__INPUT FOR THIS TASK__

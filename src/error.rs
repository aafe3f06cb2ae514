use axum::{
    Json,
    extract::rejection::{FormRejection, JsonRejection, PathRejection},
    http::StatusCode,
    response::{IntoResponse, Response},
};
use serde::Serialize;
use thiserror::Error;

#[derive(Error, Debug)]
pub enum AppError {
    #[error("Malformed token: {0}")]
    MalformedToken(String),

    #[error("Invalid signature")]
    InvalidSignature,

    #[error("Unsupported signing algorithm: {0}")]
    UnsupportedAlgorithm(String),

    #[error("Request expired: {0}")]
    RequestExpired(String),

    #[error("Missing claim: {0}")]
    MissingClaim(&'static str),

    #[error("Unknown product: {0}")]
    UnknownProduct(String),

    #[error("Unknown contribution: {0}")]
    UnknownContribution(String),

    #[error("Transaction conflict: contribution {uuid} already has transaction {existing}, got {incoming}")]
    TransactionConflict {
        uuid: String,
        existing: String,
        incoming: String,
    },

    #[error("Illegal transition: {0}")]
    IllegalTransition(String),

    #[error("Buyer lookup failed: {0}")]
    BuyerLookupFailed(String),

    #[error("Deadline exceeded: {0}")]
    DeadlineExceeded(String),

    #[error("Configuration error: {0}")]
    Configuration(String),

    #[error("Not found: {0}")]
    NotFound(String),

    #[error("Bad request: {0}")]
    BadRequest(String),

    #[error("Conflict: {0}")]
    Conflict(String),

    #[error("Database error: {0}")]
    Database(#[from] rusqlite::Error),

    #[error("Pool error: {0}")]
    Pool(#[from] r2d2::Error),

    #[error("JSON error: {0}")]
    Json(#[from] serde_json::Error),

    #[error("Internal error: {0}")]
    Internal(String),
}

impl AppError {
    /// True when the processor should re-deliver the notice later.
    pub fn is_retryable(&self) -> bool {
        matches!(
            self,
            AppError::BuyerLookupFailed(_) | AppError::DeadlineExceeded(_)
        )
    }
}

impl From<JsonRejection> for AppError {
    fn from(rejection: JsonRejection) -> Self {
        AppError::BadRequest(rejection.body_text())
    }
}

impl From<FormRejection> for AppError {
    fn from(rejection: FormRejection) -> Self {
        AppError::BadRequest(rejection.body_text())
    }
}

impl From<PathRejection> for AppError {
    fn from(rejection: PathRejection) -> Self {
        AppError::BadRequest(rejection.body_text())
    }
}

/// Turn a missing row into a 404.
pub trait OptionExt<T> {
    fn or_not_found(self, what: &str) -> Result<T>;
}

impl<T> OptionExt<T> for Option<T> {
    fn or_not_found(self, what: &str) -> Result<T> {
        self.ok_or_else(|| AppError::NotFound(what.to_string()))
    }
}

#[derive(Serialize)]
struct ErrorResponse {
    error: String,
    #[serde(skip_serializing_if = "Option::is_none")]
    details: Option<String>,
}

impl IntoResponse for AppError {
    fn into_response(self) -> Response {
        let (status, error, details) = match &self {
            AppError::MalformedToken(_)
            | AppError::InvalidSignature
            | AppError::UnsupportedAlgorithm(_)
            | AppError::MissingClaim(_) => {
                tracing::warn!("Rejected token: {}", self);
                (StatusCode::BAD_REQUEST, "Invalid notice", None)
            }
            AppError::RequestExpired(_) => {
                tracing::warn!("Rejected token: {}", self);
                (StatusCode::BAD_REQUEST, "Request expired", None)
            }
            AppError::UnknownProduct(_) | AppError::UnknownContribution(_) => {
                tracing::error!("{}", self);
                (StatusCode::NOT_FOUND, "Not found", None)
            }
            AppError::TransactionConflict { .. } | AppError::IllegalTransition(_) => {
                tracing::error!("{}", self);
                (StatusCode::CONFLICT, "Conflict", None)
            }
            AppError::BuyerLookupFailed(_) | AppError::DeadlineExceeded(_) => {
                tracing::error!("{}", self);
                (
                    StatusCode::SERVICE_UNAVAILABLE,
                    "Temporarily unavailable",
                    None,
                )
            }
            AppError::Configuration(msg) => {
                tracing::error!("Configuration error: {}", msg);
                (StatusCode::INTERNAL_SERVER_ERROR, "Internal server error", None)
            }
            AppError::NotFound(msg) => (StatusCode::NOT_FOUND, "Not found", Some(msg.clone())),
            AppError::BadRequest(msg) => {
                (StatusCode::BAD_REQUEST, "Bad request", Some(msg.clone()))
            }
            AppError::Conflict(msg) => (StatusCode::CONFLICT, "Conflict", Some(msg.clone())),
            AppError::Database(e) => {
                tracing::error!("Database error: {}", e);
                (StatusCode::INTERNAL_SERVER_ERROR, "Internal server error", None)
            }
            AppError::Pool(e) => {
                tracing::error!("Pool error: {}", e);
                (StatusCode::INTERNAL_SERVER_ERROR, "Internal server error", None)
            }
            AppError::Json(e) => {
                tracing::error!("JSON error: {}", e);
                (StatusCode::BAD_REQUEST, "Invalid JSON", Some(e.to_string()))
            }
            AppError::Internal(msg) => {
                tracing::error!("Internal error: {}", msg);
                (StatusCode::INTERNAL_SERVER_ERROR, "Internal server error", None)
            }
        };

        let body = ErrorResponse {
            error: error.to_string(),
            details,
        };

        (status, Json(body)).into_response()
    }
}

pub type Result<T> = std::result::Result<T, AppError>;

__TASK TO CARRY OUT__
Collect the complete line wherever the string "incoming" appears in the records.

__RESULT OF THIS TASK__
    #[error("Transaction conflict: contribution {uuid} already has transaction {existing}, got {incoming}")]
        incoming: String,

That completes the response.